When you find the line with "from the previous" among the records below, reproduce it and each line after it exactly, ending with the line with "if offset <".
───── RECORDS PROVIDED ─────
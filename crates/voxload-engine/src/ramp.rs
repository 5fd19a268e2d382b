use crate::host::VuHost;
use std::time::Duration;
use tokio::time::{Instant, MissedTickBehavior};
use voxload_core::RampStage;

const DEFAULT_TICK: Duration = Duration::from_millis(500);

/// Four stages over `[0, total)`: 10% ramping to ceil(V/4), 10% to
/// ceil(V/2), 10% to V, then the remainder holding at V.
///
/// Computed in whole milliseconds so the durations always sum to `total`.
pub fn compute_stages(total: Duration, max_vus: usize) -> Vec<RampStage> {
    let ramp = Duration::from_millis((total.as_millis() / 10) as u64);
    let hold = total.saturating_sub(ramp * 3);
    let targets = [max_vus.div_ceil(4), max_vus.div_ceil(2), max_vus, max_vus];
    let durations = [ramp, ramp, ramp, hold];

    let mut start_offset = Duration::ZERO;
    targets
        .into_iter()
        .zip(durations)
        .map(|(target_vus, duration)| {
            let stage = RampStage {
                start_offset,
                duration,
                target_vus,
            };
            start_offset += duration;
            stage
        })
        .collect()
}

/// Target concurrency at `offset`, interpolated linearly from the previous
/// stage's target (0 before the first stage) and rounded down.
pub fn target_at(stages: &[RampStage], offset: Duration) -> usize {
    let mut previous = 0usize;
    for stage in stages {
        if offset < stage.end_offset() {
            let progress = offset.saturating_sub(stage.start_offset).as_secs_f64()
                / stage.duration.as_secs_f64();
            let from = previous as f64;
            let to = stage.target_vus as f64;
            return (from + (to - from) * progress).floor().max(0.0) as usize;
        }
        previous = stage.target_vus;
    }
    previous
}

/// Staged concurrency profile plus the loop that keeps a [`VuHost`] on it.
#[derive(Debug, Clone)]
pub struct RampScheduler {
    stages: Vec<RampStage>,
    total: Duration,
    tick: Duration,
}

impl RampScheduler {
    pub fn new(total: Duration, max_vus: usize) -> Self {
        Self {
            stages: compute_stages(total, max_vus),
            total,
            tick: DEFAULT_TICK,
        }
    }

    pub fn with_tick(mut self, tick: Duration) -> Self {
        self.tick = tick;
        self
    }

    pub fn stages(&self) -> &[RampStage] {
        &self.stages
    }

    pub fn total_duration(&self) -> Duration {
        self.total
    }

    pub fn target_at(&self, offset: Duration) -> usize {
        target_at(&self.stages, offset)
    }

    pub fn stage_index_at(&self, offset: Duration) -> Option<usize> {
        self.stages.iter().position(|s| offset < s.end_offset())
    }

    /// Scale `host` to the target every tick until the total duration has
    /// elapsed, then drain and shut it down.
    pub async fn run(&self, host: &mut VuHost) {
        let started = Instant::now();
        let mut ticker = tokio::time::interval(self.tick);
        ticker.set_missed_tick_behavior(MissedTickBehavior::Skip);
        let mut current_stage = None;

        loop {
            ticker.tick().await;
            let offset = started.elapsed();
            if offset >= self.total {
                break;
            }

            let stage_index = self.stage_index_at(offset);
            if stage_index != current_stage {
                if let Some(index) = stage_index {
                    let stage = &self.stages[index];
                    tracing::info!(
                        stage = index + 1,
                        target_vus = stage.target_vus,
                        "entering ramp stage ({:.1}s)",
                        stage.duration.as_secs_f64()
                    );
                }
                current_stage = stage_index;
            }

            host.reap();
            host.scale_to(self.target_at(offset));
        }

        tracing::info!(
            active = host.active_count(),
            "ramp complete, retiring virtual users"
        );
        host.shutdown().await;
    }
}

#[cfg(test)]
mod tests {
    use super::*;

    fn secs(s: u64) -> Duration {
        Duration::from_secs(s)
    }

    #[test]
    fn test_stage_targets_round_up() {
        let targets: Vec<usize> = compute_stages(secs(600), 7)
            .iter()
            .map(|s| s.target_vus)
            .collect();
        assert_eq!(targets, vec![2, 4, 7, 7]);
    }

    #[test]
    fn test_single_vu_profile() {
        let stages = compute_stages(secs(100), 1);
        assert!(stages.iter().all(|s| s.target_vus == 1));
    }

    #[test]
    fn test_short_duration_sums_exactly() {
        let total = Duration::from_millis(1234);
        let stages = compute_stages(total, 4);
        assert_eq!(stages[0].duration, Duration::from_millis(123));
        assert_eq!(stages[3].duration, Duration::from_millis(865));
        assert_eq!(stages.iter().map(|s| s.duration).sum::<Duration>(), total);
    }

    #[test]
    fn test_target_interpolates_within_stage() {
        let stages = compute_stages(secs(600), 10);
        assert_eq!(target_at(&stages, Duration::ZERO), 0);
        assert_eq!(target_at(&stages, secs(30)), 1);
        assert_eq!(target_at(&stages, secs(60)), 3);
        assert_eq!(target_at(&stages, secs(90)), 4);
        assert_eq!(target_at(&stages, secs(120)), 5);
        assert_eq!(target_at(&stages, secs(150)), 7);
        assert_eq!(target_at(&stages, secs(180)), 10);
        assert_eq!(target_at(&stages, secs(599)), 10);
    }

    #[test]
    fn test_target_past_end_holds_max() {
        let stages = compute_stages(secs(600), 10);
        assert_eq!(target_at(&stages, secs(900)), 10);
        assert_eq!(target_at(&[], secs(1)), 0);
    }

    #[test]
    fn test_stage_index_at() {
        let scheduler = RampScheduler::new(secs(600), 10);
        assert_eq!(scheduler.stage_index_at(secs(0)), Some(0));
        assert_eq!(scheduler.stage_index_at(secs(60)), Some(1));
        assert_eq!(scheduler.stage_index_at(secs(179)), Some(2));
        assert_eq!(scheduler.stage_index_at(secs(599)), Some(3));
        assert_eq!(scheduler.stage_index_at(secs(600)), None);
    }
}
─────
COMPLETED TASK:
/// Target concurrency at `offset`, interpolated linearly from the previous
/// stage's target (0 before the first stage) and rounded down.
pub fn target_at(stages: &[RampStage], offset: Duration) -> usize {
    let mut previous = 0usize;
    for stage in stages {
        if offset < stage.end_offset() {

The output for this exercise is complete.